Não tinha voltado à casa da Cocadrille desde a noite em que ela desceu do sótão com
o véu de noiva na cabeça. Bati à porta. Empurrei-a porta e entrei. A mesa e a cadeira

36
ainda lá estavam. Abri o forno. Estava cheio com os restos recentes de um
piquenique. Na parede, junto à prateleira, tinham sido gravadas umas iniciais. Não
eram minhas nem dela. E ao lado delas estava um coração desenhado, com a forma
da cabeça de uma coruja. E uma seta atravessava-o.

Subi a escada para o sótão. Ela tinha sonhado com aquela escada. Ela estava na
cama, no sótão, e um jovem rapaz subia a escada e começava a despir-se para se
deitar na cama com ela. Ela podia ver que ele era lindo. Ele deslizava por debaixo dos
lençóis, ao lado dela, e ao sentir o calor do rapaz, ela acordava.

A cama também tinha desaparecido.

Agora, quando acendo o fogão, pela manhã, digo para mim mesmo: eu e o fogo
somos as únicas coisas vivas nesta casa; o meu pai, a minha mãe, os meus irmãos, o
cavalo, as vacas, os coelhos, as galinhas, todos partiram. E a Cocadrille morreu.

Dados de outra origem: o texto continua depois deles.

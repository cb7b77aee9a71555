#![allow(dead_code)]

use std::collections::{HashMap, HashSet};
use std::sync::Mutex;
use std::time::Duration;

use anyhow::{anyhow, Result};
use async_trait::async_trait;
use serde_json::Value;

use poalim_scraper::page::SessionPage;

/// A `SessionPage` with fully scripted behavior: which selectors exist,
/// which URL the page lands on a couple of polls after the submit button
/// is clicked, and what each evaluated script returns (first configured
/// pattern contained in the expression wins). Every call is recorded so
/// tests can assert ordering.
pub struct ScriptedPage {
    state: Mutex<State>,
}

struct State {
    current_url: String,
    selectors: HashSet<String>,
    element_texts: HashMap<String, String>,
    redirect_target: Option<String>,
    redirect_polls_remaining: usize,
    redirect_armed: bool,
    eval_responses: Vec<(String, Value)>,
    cookies: HashMap<String, String>,
    log: Vec<String>,
}

impl ScriptedPage {
    pub fn new() -> Self {
        Self {
            state: Mutex::new(State {
                current_url: "about:blank".to_string(),
                selectors: HashSet::new(),
                element_texts: HashMap::new(),
                redirect_target: None,
                redirect_polls_remaining: 2,
                redirect_armed: false,
                eval_responses: Vec::new(),
                cookies: HashMap::new(),
                log: Vec::new(),
            }),
        }
    }

    /// Selectors that exist in the scripted DOM.
    pub fn with_selectors(self, selectors: &[&str]) -> Self {
        {
            let mut state = self.state.lock().unwrap();
            for selector in selectors {
                state.selectors.insert((*selector).to_string());
            }
        }
        self
    }

    /// URL the page reports shortly after the submit button is clicked.
    pub fn with_redirect(self, target: &str) -> Self {
        self.state.lock().unwrap().redirect_target = Some(target.to_string());
        self
    }

    /// Scripted evaluate response for any expression containing `pattern`.
    pub fn with_eval(self, pattern: &str, response: Value) -> Self {
        self.state
            .lock()
            .unwrap()
            .eval_responses
            .push((pattern.to_string(), response));
        self
    }

    pub fn with_cookie(self, name: &str, value: &str) -> Self {
        self.state
            .lock()
            .unwrap()
            .cookies
            .insert(name.to_string(), value.to_string());
        self
    }

    pub fn with_element_text(self, selector: &str, text: &str) -> Self {
        self.state
            .lock()
            .unwrap()
            .element_texts
            .insert(selector.to_string(), text.to_string());
        self
    }

    /// Everything the page was asked to do, in order.
    pub fn log(&self) -> Vec<String> {
        self.state.lock().unwrap().log.clone()
    }
}

impl Default for ScriptedPage {
    fn default() -> Self {
        Self::new()
    }
}

#[async_trait]
impl SessionPage for ScriptedPage {
    async fn goto(&self, url: &str) -> Result<()> {
        let mut state = self.state.lock().unwrap();
        state.log.push(format!("goto {url}"));
        state.current_url = url.to_string();
        Ok(())
    }

    async fn current_url(&self) -> Result<String> {
        let mut state = self.state.lock().unwrap();
        if state.redirect_armed {
            if state.redirect_polls_remaining == 0 {
                if let Some(target) = state.redirect_target.clone() {
                    state.current_url = target;
                }
                state.redirect_armed = false;
            } else {
                state.redirect_polls_remaining -= 1;
            }
        }
        Ok(state.current_url.clone())
    }

    async fn wait_for_selector(&self, selector: &str, _timeout: Duration) -> Result<()> {
        let mut state = self.state.lock().unwrap();
        state.log.push(format!("wait_for_selector {selector}"));
        if state.selectors.contains(selector) {
            Ok(())
        } else {
            Err(anyhow!("timed out waiting for selector {selector}"))
        }
    }

    async fn type_into(&self, selector: &str, _text: &str) -> Result<()> {
        let mut state = self.state.lock().unwrap();
        state.log.push(format!("type {selector}"));
        if state.selectors.contains(selector) {
            Ok(())
        } else {
            Err(anyhow!("element {selector} not found"))
        }
    }

    async fn click(&self, selector: &str) -> Result<()> {
        let mut state = self.state.lock().unwrap();
        state.log.push(format!("click {selector}"));
        if !state.selectors.contains(selector) {
            return Err(anyhow!("element {selector} not found"));
        }
        if selector == ".login-btn" && state.redirect_target.is_some() {
            state.redirect_armed = true;
        }
        Ok(())
    }

    async fn element_text(&self, selector: &str) -> Result<String> {
        let state = self.state.lock().unwrap();
        state
            .element_texts
            .get(selector)
            .cloned()
            .ok_or_else(|| anyhow!("element {selector} not found"))
    }

    async fn evaluate(&self, expression: &str) -> Result<Value> {
        let mut state = self.state.lock().unwrap();
        state.log.push(format!("evaluate {expression}"));
        for (pattern, response) in &state.eval_responses {
            if expression.contains(pattern.as_str()) {
                return Ok(response.clone());
            }
        }
        Err(anyhow!("no scripted response for expression: {expression}"))
    }

    async fn cookies(&self) -> Result<HashMap<String, String>> {
        Ok(self.state.lock().unwrap().cookies.clone())
    }

    async fn close(&self) -> Result<()> {
        self.state.lock().unwrap().log.push("close".to_string());
        Ok(())
    }
}
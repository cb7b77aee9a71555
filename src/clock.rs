use chrono::{DateTime, NaiveDate, Utc};

/// Abstraction over "current time" to make behavior deterministic in tests.
pub trait Clock: Send + Sync {
    fn now(&self) -> DateTime<Utc>;

    fn today(&self) -> NaiveDate {
        self.now().date_naive()
    }
}

#[derive(Debug, Clone, Default)]
pub struct SystemClock;

impl Clock for SystemClock {
    fn now(&self) -> DateTime<Utc> {
        Utc::now()
    }
}

#[derive(Debug, Clone)]
pub struct FixedClock {
    now: DateTime<Utc>,
}

impl FixedClock {
    pub fn new(now: DateTime<Utc>) -> Self {
        Self { now }
    }
}

impl Clock for FixedClock {
    fn now(&self) -> DateTime<Utc> {
        self.now
    }
}
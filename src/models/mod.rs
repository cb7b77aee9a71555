mod account;
mod credentials;
mod result;
mod transaction;

pub use account::{ScrapedAccount, TransactionsAccount};
pub use credentials::Credentials;
pub use result::ScrapingResult;
pub use transaction::{
    BeneficiaryDetails, ScrapedTransaction, Transaction, TransactionStatus, TransactionType,
    TransactionsResponse,
};
//! The narrow seam between the scrape flow and the browser page.
//!
//! Everything the scraper needs from a page goes through [`SessionPage`],
//! so the whole flow can run against a scripted implementation in tests.
//! [`CdpPage`] is the production binding over a chromiumoxide page.

use std::collections::HashMap;
use std::time::Duration;

use anyhow::{Context, Result};
use async_trait::async_trait;
use chromiumoxide::Page;
use serde_json::Value;

use crate::waiter::wait_until;

const SELECTOR_POLL_INTERVAL: Duration = Duration::from_millis(100);

/// Capability interface over one authenticated browser page.
///
/// `evaluate` runs a script in the page's execution context with promises
/// awaited, which is what lets the request bridge ride on the page's own
/// cookie jar.
#[async_trait]
pub trait SessionPage: Send + Sync {
    async fn goto(&self, url: &str) -> Result<()>;

    async fn current_url(&self) -> Result<String>;

    /// Resolves once an element matching `selector` exists in the DOM.
    async fn wait_for_selector(&self, selector: &str, timeout: Duration) -> Result<()>;

    async fn type_into(&self, selector: &str, text: &str) -> Result<()>;

    async fn click(&self, selector: &str) -> Result<()>;

    /// Inner HTML of the first element matching `selector`. Fails when the
    /// element is absent.
    async fn element_text(&self, selector: &str) -> Result<String>;

    /// Evaluate a script and return its value as JSON, awaiting promises.
    async fn evaluate(&self, expression: &str) -> Result<Value>;

    /// Session cookies visible to this page, as name/value pairs.
    async fn cookies(&self) -> Result<HashMap<String, String>>;

    async fn close(&self) -> Result<()>;
}

/// [`SessionPage`] backed by a Chrome DevTools Protocol page.
#[derive(Clone)]
pub struct CdpPage {
    page: Page,
}

impl CdpPage {
    pub fn new(page: Page) -> Self {
        Self { page }
    }

    pub fn inner(&self) -> &Page {
        &self.page
    }
}

#[async_trait]
impl SessionPage for CdpPage {
    async fn goto(&self, url: &str) -> Result<()> {
        self.page
            .goto(url)
            .await
            .with_context(|| format!("navigation to {url} failed"))?;
        Ok(())
    }

    async fn current_url(&self) -> Result<String> {
        let url = self.page.url().await.context("failed to read page url")?;
        Ok(url.unwrap_or_default())
    }

    async fn wait_for_selector(&self, selector: &str, timeout: Duration) -> Result<()> {
        let page = &self.page;
        wait_until(
            || {
                let selector = selector.to_string();
                async move { Ok(page.find_element(selector).await.is_ok()) }
            },
            &format!("waiting for selector {selector}"),
            timeout,
            SELECTOR_POLL_INTERVAL,
        )
        .await?;
        Ok(())
    }

    async fn type_into(&self, selector: &str, text: &str) -> Result<()> {
        let element = self
            .page
            .find_element(selector)
            .await
            .with_context(|| format!("element {selector} not found"))?;
        element
            .click()
            .await
            .with_context(|| format!("failed to focus {selector}"))?;
        element
            .type_str(text)
            .await
            .with_context(|| format!("failed to type into {selector}"))?;
        Ok(())
    }

    async fn click(&self, selector: &str) -> Result<()> {
        let element = self
            .page
            .find_element(selector)
            .await
            .with_context(|| format!("element {selector} not found"))?;
        element
            .click()
            .await
            .with_context(|| format!("failed to click {selector}"))?;
        Ok(())
    }

    async fn element_text(&self, selector: &str) -> Result<String> {
        let selector_json =
            serde_json::to_string(selector).context("failed to encode selector")?;
        let script = format!(
            r#"(() => {{
                const el = document.querySelector({selector_json});
                if (!el) throw new Error('element not found: ' + {selector_json});
                return el.innerHTML;
            }})()"#
        );
        let value = self.evaluate(&script).await?;
        value
            .as_str()
            .map(|text| text.to_string())
            .with_context(|| format!("element {selector} did not yield text"))
    }

    async fn evaluate(&self, expression: &str) -> Result<Value> {
        let result = self
            .page
            .evaluate(expression.to_string())
            .await
            .context("script evaluation failed")?;
        Ok(result.value().cloned().unwrap_or(Value::Null))
    }

    async fn cookies(&self) -> Result<HashMap<String, String>> {
        let cookies = self
            .page
            .get_cookies()
            .await
            .context("failed to read cookies")?;
        Ok(cookies
            .into_iter()
            .map(|cookie| (cookie.name, cookie.value))
            .collect())
    }

    async fn close(&self) -> Result<()> {
        self.page
            .clone()
            .close()
            .await
            .context("failed to close page")?;
        Ok(())
    }
}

Digo isto e, nem por isso, acredito em tudo. Por vezes, parece que me aproximo do
limite da floresta. Nunca mais terei dezasseis anos; se deixar a floresta será no lado
mais distante. O velho animal, quando sente a sua força desaparecer esconde-se
mesmo no centro da floresta, não sonha em deixá-la. Há momentos em que vejo algo
diferente. Momentos em que o céu azul me faz recordar a Lucie Cabrol. Nestes
momentos, torno a ver o telhado que erguemos, construído com as árvores. E então
convenço-me que será com o amor da Cocadrille que irei deixar a floresta.